WORK REQUEST: All entries that follow are to be printed exactly as written.

Dataset items:
============
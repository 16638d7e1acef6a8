// camera.rs — orientation and field of view of the camera inside the panorama

use glam::{EulerRot, Mat4, Quat};

/// Vertical field of view the camera starts with, in degrees.
pub const INITIAL_VERTICAL_FOV: f32 = 80.0;

/// Pitch is clamped to `[-PITCH_LIMIT, PITCH_LIMIT]` radians.
pub const PITCH_LIMIT: f32 = 1.1;

const Z_NEAR: f32 = 0.1;
const Z_FAR: f32 = 100.0;

/// Size of the surface the camera renders into, in physical pixels.
#[derive(Debug, Clone, Copy, PartialEq)]
pub struct Viewport {
    pub width: f32,
    pub height: f32,
}

impl Viewport {
    pub fn new(width: f32, height: f32) -> Self {
        Self { width, height }
    }

    pub fn aspect(&self) -> f32 {
        if self.height > 0.0 {
            self.width / self.height
        } else {
            1.0
        }
    }
}

#[derive(Debug, Clone)]
pub struct Camera {
    /// Rotation about the vertical axis, radians. Unbounded.
    pub yaw: f32,
    /// Rotation about the horizontal axis, radians.
    pub pitch: f32,
    vertical_fov: f32,
}

impl Default for Camera {
    fn default() -> Self {
        Self {
            yaw: 0.0,
            pitch: 0.0,
            vertical_fov: INITIAL_VERTICAL_FOV,
        }
    }
}

impl Camera {
    /// Vertical field of view in degrees.
    pub fn vertical_fov(&self) -> f32 {
        self.vertical_fov
    }

    pub fn set_vertical_fov(&mut self, degrees: f32) {
        self.vertical_fov = degrees;
    }

    /// Horizontal field of view in degrees, scaled linearly by the viewport aspect.
    pub fn horizontal_fov(&self, viewport: Viewport) -> f32 {
        if viewport.height <= 0.0 {
            return 0.0;
        }
        self.vertical_fov * viewport.width / viewport.height
    }

    pub fn set_pitch_clamped(&mut self, pitch: f32) {
        self.pitch = pitch.clamp(-PITCH_LIMIT, PITCH_LIMIT);
    }

    pub fn orientation(&self) -> Quat {
        Quat::from_euler(EulerRot::YXZ, self.yaw, self.pitch, 0.0)
    }

    /// Camera at the origin looking down -Z before rotation.
    pub fn view_matrix(&self) -> Mat4 {
        Mat4::from_quat(self.orientation()).inverse()
    }

    pub fn projection_matrix(&self, viewport: Viewport) -> Mat4 {
        Mat4::perspective_rh(
            self.vertical_fov.to_radians(),
            viewport.aspect(),
            Z_NEAR,
            Z_FAR,
        )
    }

    pub fn view_projection(&self, viewport: Viewport) -> Mat4 {
        self.projection_matrix(viewport) * self.view_matrix()
    }
}

/// Height of a tube at `radius` that exactly fills a vertical FOV of `vertical_fov` degrees.
pub fn fov_height(radius: f32, vertical_fov: f32) -> f32 {
    2.0 * radius * (vertical_fov.to_radians() / 2.0).tan()
}

#[cfg(test)]
mod tests {
    use super::*;
    use glam::Vec3;

    #[test]
    fn test_initial_fov_height() {
        let h = fov_height(10.0, INITIAL_VERTICAL_FOV);
        let expected = 2.0 * 10.0 * (80.0f32.to_radians() / 2.0).tan();
        assert_eq!(h, expected);
        assert!((h - 16.7820).abs() < 1e-3);
    }

    #[test]
    fn test_horizontal_fov_tracks_aspect() {
        let camera = Camera::default();
        assert!((camera.horizontal_fov(Viewport::new(1600.0, 800.0)) - 160.0).abs() < 1e-4);
        assert!((camera.horizontal_fov(Viewport::new(800.0, 800.0)) - 80.0).abs() < 1e-4);
        assert_eq!(camera.horizontal_fov(Viewport::new(800.0, 0.0)), 0.0);
    }

    #[test]
    fn test_pitch_clamp() {
        let mut camera = Camera::default();
        camera.set_pitch_clamped(3.0);
        assert_eq!(camera.pitch, PITCH_LIMIT);
        camera.set_pitch_clamped(-3.0);
        assert_eq!(camera.pitch, -PITCH_LIMIT);
        camera.set_pitch_clamped(0.5);
        assert_eq!(camera.pitch, 0.5);
    }

    #[test]
    fn test_identity_camera_looks_down_neg_z() {
        let camera = Camera::default();
        let forward = camera.orientation() * Vec3::NEG_Z;
        assert!(forward.x.abs() < 1e-6);
        assert!(forward.y.abs() < 1e-6);
        assert!((forward.z + 1.0).abs() < 1e-6);
    }

    #[test]
    fn test_positive_pitch_looks_up() {
        let camera = Camera {
            pitch: 0.5,
            ..Camera::default()
        };
        let forward = camera.orientation() * Vec3::NEG_Z;
        assert!(forward.y > 0.0);
    }

    #[test]
    fn test_view_projection_is_finite() {
        let camera = Camera {
            yaw: 12.3,
            pitch: -0.9,
            ..Camera::default()
        };
        let m = camera.view_projection(Viewport::new(1280.0, 720.0));
        assert!(m.to_cols_array().iter().all(|v| v.is_finite()));
    }
}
============
YOUR RESPONSE:
repository 16638d7e1acef6a8
// camera.rs — orientation and field of view of the camera inside the panorama

use glam::{EulerRot, Mat4, Quat};

/// Vertical field of view the camera starts with, in degrees.
pub const INITIAL_VERTICAL_FOV: f32 = 80.0;

/// Pitch is clamped to `[-PITCH_LIMIT, PITCH_LIMIT]` radians.
pub const PITCH_LIMIT: f32 = 1.1;

const Z_NEAR: f32 = 0.1;
const Z_FAR: f32 = 100.0;

/// Size of the surface the camera renders into, in physical pixels.
#[derive(Debug, Clone, Copy, PartialEq)]
pub struct Viewport {
    pub width: f32,
    pub height: f32,
}

impl Viewport {
    pub fn new(width: f32, height: f32) -> Self {
        Self { width, height }
    }

    pub fn aspect(&self) -> f32 {
        if self.height > 0.0 {
            self.width / self.height
        } else {
            1.0
        }
    }
}

#[derive(Debug, Clone)]
pub struct Camera {
    /// Rotation about the vertical axis, radians. Unbounded.
    pub yaw: f32,
    /// Rotation about the horizontal axis, radians.
    pub pitch: f32,
    vertical_fov: f32,
}

impl Default for Camera {
    fn default() -> Self {
        Self {
            yaw: 0.0,
            pitch: 0.0,
            vertical_fov: INITIAL_VERTICAL_FOV,
        }
    }
}

impl Camera {
    /// Vertical field of view in degrees.
    pub fn vertical_fov(&self) -> f32 {
        self.vertical_fov
    }

    pub fn set_vertical_fov(&mut self, degrees: f32) {
        self.vertical_fov = degrees;
    }

    /// Horizontal field of view in degrees, scaled linearly by the viewport aspect.
    pub fn horizontal_fov(&self, viewport: Viewport) -> f32 {
        if viewport.height <= 0.0 {
            return 0.0;
        }
        self.vertical_fov * viewport.width / viewport.height
    }

    pub fn set_pitch_clamped(&mut self, pitch: f32) {
        self.pitch = pitch.clamp(-PITCH_LIMIT, PITCH_LIMIT);
    }

    pub fn orientation(&self) -> Quat {
        Quat::from_euler(EulerRot::YXZ, self.yaw, self.pitch, 0.0)
    }

    /// Camera at the origin looking down -Z before rotation.
    pub fn view_matrix(&self) -> Mat4 {
        Mat4::from_quat(self.orientation()).inverse()
    }

    pub fn projection_matrix(&self, viewport: Viewport) -> Mat4 {
        Mat4::perspective_rh(
            self.vertical_fov.to_radians(),
            viewport.aspect(),
            Z_NEAR,
            Z_FAR,
        )
    }

    pub fn view_projection(&self, viewport: Viewport) -> Mat4 {
        self.projection_matrix(viewport) * self.view_matrix()
    }
}

/// Height of a tube at `radius` that exactly fills a vertical FOV of `vertical_fov` degrees.
pub fn fov_height(radius: f32, vertical_fov: f32) -> f32 {
    2.0 * radius * (vertical_fov.to_radians() / 2.0).tan()
}

#[cfg(test)]
mod tests {
    use super::*;
    use glam::Vec3;

    #[test]
    fn test_initial_fov_height() {
        let h = fov_height(10.0, INITIAL_VERTICAL_FOV);
        let expected = 2.0 * 10.0 * (80.0f32.to_radians() / 2.0).tan();
        assert_eq!(h, expected);
        assert!((h - 16.7820).abs() < 1e-3);
    }

    #[test]
    fn test_horizontal_fov_tracks_aspect() {
        let camera = Camera::default();
        assert!((camera.horizontal_fov(Viewport::new(1600.0, 800.0)) - 160.0).abs() < 1e-4);
        assert!((camera.horizontal_fov(Viewport::new(800.0, 800.0)) - 80.0).abs() < 1e-4);
        assert_eq!(camera.horizontal_fov(Viewport::new(800.0, 0.0)), 0.0);
    }

    #[test]
    fn test_pitch_clamp() {
        let mut camera = Camera::default();
        camera.set_pitch_clamped(3.0);
        assert_eq!(camera.pitch, PITCH_LIMIT);
        camera.set_pitch_clamped(-3.0);
        assert_eq!(camera.pitch, -PITCH_LIMIT);
        camera.set_pitch_clamped(0.5);
        assert_eq!(camera.pitch, 0.5);
    }

    #[test]
    fn test_identity_camera_looks_down_neg_z() {
        let camera = Camera::default();
        let forward = camera.orientation() * Vec3::NEG_Z;
        assert!(forward.x.abs() < 1e-6);
        assert!(forward.y.abs() < 1e-6);
        assert!((forward.z + 1.0).abs() < 1e-6);
    }

    #[test]
    fn test_positive_pitch_looks_up() {
        let camera = Camera {
            pitch: 0.5,
            ..Camera::default()
        };
        let forward = camera.orientation() * Vec3::NEG_Z;
        assert!(forward.y > 0.0);
    }

    #[test]
    fn test_view_projection_is_finite() {
        let camera = Camera {
            yaw: 12.3,
            pitch: -0.9,
            ..Camera::default()
        };
        let m = camera.view_projection(Viewport::new(1280.0, 720.0));
        assert!(m.to_cols_array().iter().all(|v| v.is_finite()));
    }
}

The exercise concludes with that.